Tommy got the helicopter airborne. Flying over the valley, they drew some small-arms fire from below, though none of the rounds came close enough to worry about. The flight from mountaintop to mountaintop was a relatively short one, but Lincoln was glad they hadn’t had to make the trip over land. Tommy had brought AR-30s, grenades, ammunition, and survival vests for all of them, so Lincoln felt a little more equipped to face the Laotian countryside.
After about twenty minutes in the air, they dropped down toward a village much like the one they’d just left. This one looked like it had been there for longer. The houses were more substantial and bore the signs of having survived the elements for years. Again, they were raised up on stilts, and a creek trickled right through the village, bisecting it. Cleared areas outside the main collection of huts looked like cultivated fields, but they didn’t appear to be very productive. Beyond those was a rice paddy that looked like it had completely dried up.
Tommy Pinchot put down on one of those fields. Prop wash flattened the vegetation and fluttered the loose clothing of the villagers who had gathered to watch. They wore somber expressions, as if unsure of who would arrive in such a craft, or why.
But some of their faces brightened when Donovan climbed down and headed their way. Villagers started toward him, arms out in welcome.
Corbett moved from a rear seat up toward the copilot’s position. Lincoln eyed him with surprise. “You’re not coming?”
“You’re on your own, man,” Corbett said. “Well, you and Donovan. I’ll be back in a few days, to pick him up and bring you supplies.”
“Okay, cool,” Lincoln said. “Try not to crash this time.”
Corbett didn’t smile at the jab. Instead, he offered his hand. “You watch your back, Lincoln. You’re gonna be alone out here, and it could get hairy. If I can do anything to help, let me know. Donovan will tell you how to contact us. I mean, you know—soon as I bring you a radio. Until then, you’re on your own.”
Lincoln clasped the pilot’s hand, thanked him, and let him go. The chopper lifted off the ground before he was even out from under the propellers. Then it was gone, and he and Donovan were alone in Laos.
At the edge of the field, Lincoln met up with Donovan, who was standing with a lean but sturdy Hmong man who was wearing only a loincloth and a band around his left biceps. He had a thick shock of black hair and an open, friendly expression on his face. “This is Koob Muas,” Donovan said. “He’s an old pal. Speaks pretty good English, too, and some French. I call him Koob.
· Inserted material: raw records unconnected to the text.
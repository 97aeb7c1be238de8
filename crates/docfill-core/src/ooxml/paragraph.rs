//! Paragraph text as seen by readers of a `w:p` element
//!
//! Reading concatenates the runs of the paragraph (direct runs and runs inside
//! hyperlinks). Writing keeps `w:pPr` and replaces everything else with a
//! single unformatted run.

use super::xml::{XmlElement, XmlNode};

/// Text of a paragraph element
pub fn paragraph_text(paragraph: &XmlElement) -> String {
    let mut text = String::new();
    for child in paragraph.child_elements() {
        if child.is(b"r") {
            push_run_text(child, &mut text);
        } else if child.is(b"hyperlink") {
            for run in child.children_named(b"r") {
                push_run_text(run, &mut text);
            }
        }
    }
    text
}

fn push_run_text(run: &XmlElement, out: &mut String) {
    for item in run.child_elements() {
        match item.local_name() {
            b"t" => out.push_str(&item.text()),
            b"tab" | b"ptab" => out.push('\t'),
            b"cr" => out.push('\n'),
            b"br" => {
                // Page and column breaks carry no text
                let kind = item.attribute(b"type");
                if matches!(kind.as_deref(), None | Some("textWrapping")) {
                    out.push('\n');
                }
            }
            b"noBreakHyphen" => out.push('-'),
            _ => {}
        }
    }
}

/// Replace the content of a paragraph with `text`.
///
/// Paragraph properties survive, runs (and their formatting), bookmarks and
/// any other inline content do not.
pub fn set_paragraph_text(paragraph: &mut XmlElement, text: &str) {
    paragraph
        .children_mut()
        .retain(|node| matches!(node, XmlNode::Element(el) if el.is(b"pPr")));

    if text.is_empty() {
        return;
    }

    let mut run = XmlElement::new(paragraph.sibling_name("r"));
    let mut pending = String::new();

    for c in text.chars() {
        match c {
            '\t' => {
                flush_text(&mut run, &mut pending, paragraph);
                run.push_element(XmlElement::new(paragraph.sibling_name("tab")));
            }
            '\n' | '\r' => {
                flush_text(&mut run, &mut pending, paragraph);
                run.push_element(XmlElement::new(paragraph.sibling_name("br")));
            }
            _ => pending.push(c),
        }
    }
    flush_text(&mut run, &mut pending, paragraph);

    paragraph.push_element(run);
}

fn flush_text(run: &mut XmlElement, pending: &mut String, paragraph: &XmlElement) {
    if pending.is_empty() {
        return;
    }

    let mut t = XmlElement::new(paragraph.sibling_name("t"));
    if pending.starts_with(char::is_whitespace) || pending.ends_with(char::is_whitespace) {
        t.push_attribute("xml:space", "preserve");
    }
    t.push_text(pending);
    run.push_element(t);
    pending.clear();
}
//! docfill Server
//!
//! Fills `{{chave}}` placeholders in a DOCX template with the `chave: valor`
//! lines of a base document (DOCX or PDF). Provides:
//!
//! - An upload page with text preview and download
//! - REST endpoints for extraction, the full flow and the filled file
//!
//! ## Architecture
//!
//! All document work happens in `docfill-core` and runs on the blocking
//! pool. The server only wires backends, limits upload size and rate, and
//! turns failures into JSON errors or user notices.

use std::net::SocketAddr;
use std::sync::Arc;

use anyhow::Context;
use axum::{
    extract::DefaultBodyLimit,
    routing::{get, post},
    Router,
};
use clap::Parser;
use docfill_core::Backends;
use tower_governor::{governor::GovernorConfigBuilder, GovernorLayer};
use tower_http::cors::{Any, CorsLayer};
use tower_http::trace::TraceLayer;
use tracing::{info, Level};
use tracing_subscriber::{layer::SubscriberExt, util::SubscriberInitExt, EnvFilter};

mod api;
mod error;
mod workflow;

use api::{handle_extract, handle_fill, handle_health, handle_index, handle_process};

/// Command-line arguments for the docfill server
#[derive(Parser, Debug)]
#[command(name = "docfill-server")]
#[command(about = "Fill DOCX templates with key: value data from DOCX/PDF documents")]
struct Args {
    /// Port to listen on
    #[arg(short, long, env = "PORT", default_value = "3000")]
    port: u16,

    /// Host address to bind to
    #[arg(long, env = "DOCFILL_HOST", default_value = "0.0.0.0")]
    host: String,

    /// Maximum request body size in megabytes
    #[arg(long, env = "DOCFILL_MAX_UPLOAD_MB", default_value = "25")]
    max_upload_mb: usize,

    /// Rate limit: requests per second per IP
    #[arg(long, default_value = "10")]
    rate_limit: u32,

    /// Enable verbose logging
    #[arg(short, long)]
    verbose: bool,
}

/// Shared application state
#[derive(Clone, Debug)]
pub struct AppState {
    pub backends: Backends,
}

/// Routes and per-request middleware, without rate limiting
pub fn router(state: AppState, max_upload_bytes: usize) -> Router {
    let cors = CorsLayer::new()
        .allow_origin(Any)
        .allow_methods(Any)
        .allow_headers(Any);

    Router::new()
        // Upload page
        .route("/", get(handle_index))
        // Health check
        .route("/health", get(handle_health))
        // API endpoints
        .route("/api/extract", post(handle_extract))
        .route("/api/process", post(handle_process))
        .route("/api/fill", post(handle_fill))
        .layer(DefaultBodyLimit::max(max_upload_bytes))
        .layer(TraceLayer::new_for_http())
        .layer(cors)
        .with_state(state)
}

#[tokio::main]
async fn main() -> anyhow::Result<()> {
    dotenvy::dotenv().ok();
    let args = Args::parse();

    // Initialize logging
    let log_level = if args.verbose {
        Level::DEBUG
    } else {
        Level::INFO
    };

    tracing_subscriber::registry()
        .with(EnvFilter::from_default_env().add_directive(log_level.into()))
        .with(tracing_subscriber::fmt::layer())
        .init();

    info!("Starting docfill server on {}:{}", args.host, args.port);

    let state = AppState {
        backends: Backends::default(),
    };
    info!("Backends: {:?}", state.backends);

    let governor_conf = Arc::new(
        GovernorConfigBuilder::default()
            .per_second(args.rate_limit.into())
            .burst_size(args.rate_limit * 2)
            .finish()
            .context("Failed to create rate limiter config")?,
    );

    let app = router(state, args.max_upload_mb * 1024 * 1024).layer(GovernorLayer {
        config: governor_conf,
    });

    // Start server
    let addr: SocketAddr = format!("{}:{}", args.host, args.port).parse()?;
    let listener = tokio::net::TcpListener::bind(addr).await?;

    info!("Server listening on http://{}", addr);
    info!("Upload limit: {} MB", args.max_upload_mb);
    info!("Rate limit: {} requests/second per IP", args.rate_limit);

    axum::serve(
        listener,
        app.into_make_service_with_connect_info::<SocketAddr>(),
    )
    .await?;

    Ok(())
}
Koob, this is my friend Lincoln Clay.”
Koob gave a short bow and clasped Lincoln’s hand. “Lincoln,” Koob said. “Welcome to Vang Khom.”
“Glad to be here,” Lincoln said. “Especially after all we went through to make it.”
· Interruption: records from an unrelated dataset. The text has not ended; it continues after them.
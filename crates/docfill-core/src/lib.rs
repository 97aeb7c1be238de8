//! Text extraction, key/value parsing and placeholder filling for DOCX/PDF
//!
//! The three pieces compose into one flow:
//! - [`extract_text`]: plain text of a DOCX or PDF buffer
//! - [`parse_key_values`]: `key: value` lines into a [`KeyValues`] mapping
//! - [`fill_template`]: replace `{{key}}` markers in a DOCX template
//!
//! Parsing libraries sit behind the traits in [`backend`]; [`Backends::default`]
//! wires whatever the `ooxml` and `pdf` features compiled in.

pub mod backend;
pub mod error;
pub mod extract;
pub mod fill;
pub mod keyvalue;
pub mod kind;
pub mod placeholder;

#[cfg(feature = "ooxml")]
pub mod ooxml;
#[cfg(feature = "pdf")]
pub mod pdf;

#[cfg(all(feature = "ooxml", any(test, feature = "test-fixtures")))]
pub mod fixtures;

pub use backend::{Backends, DocumentBackend, DocumentModel, PdfBackend};
pub use error::DocfillError;
pub use extract::{extract_text, TextExtractor};
pub use fill::{fill_template, FillReport, TemplateFiller};
pub use keyvalue::{parse_key_values, KeyValues};
pub use kind::{extension_tag, DocumentKind, DOCX_MIME, PDF_MIME};
pub use placeholder::{find_placeholders, placeholder};

/// Extract text with the default backends
pub fn extract(bytes: &[u8], tag: &str) -> Result<String, DocfillError> {
    extract_text(&Backends::default(), bytes, tag)
}

/// Fill a DOCX template with the default backends
pub fn fill(template: &[u8], values: &KeyValues) -> Result<Vec<u8>, DocfillError> {
    fill_template(&Backends::default(), template, values)
}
“Koob’s father, Kaus, is the chief around here. He’s a great man. But Koob is the next generation, and he’ll be your main man.”
Koob beamed at the compliments; at least, what he could understand of them. “I look forward to working with you,” Lincoln said.
“I with you, also,” Koob said.
“It’s been a while since he’s had English speakers around,” Donovan said. “So you might want to take it slow at first. He’s spent time with American units in Vietnam, and he’s had some training with ARVN forces, for whatever that’s worth. But he wanted to come home, and we thought he’d be more useful here.” He turned to the Hmong man. “Koob, Lincoln is going to be with you for a long time. He’ll work with you, train your men to fight the Pathet Lao and VC, and he’ll bring guns and supplies.”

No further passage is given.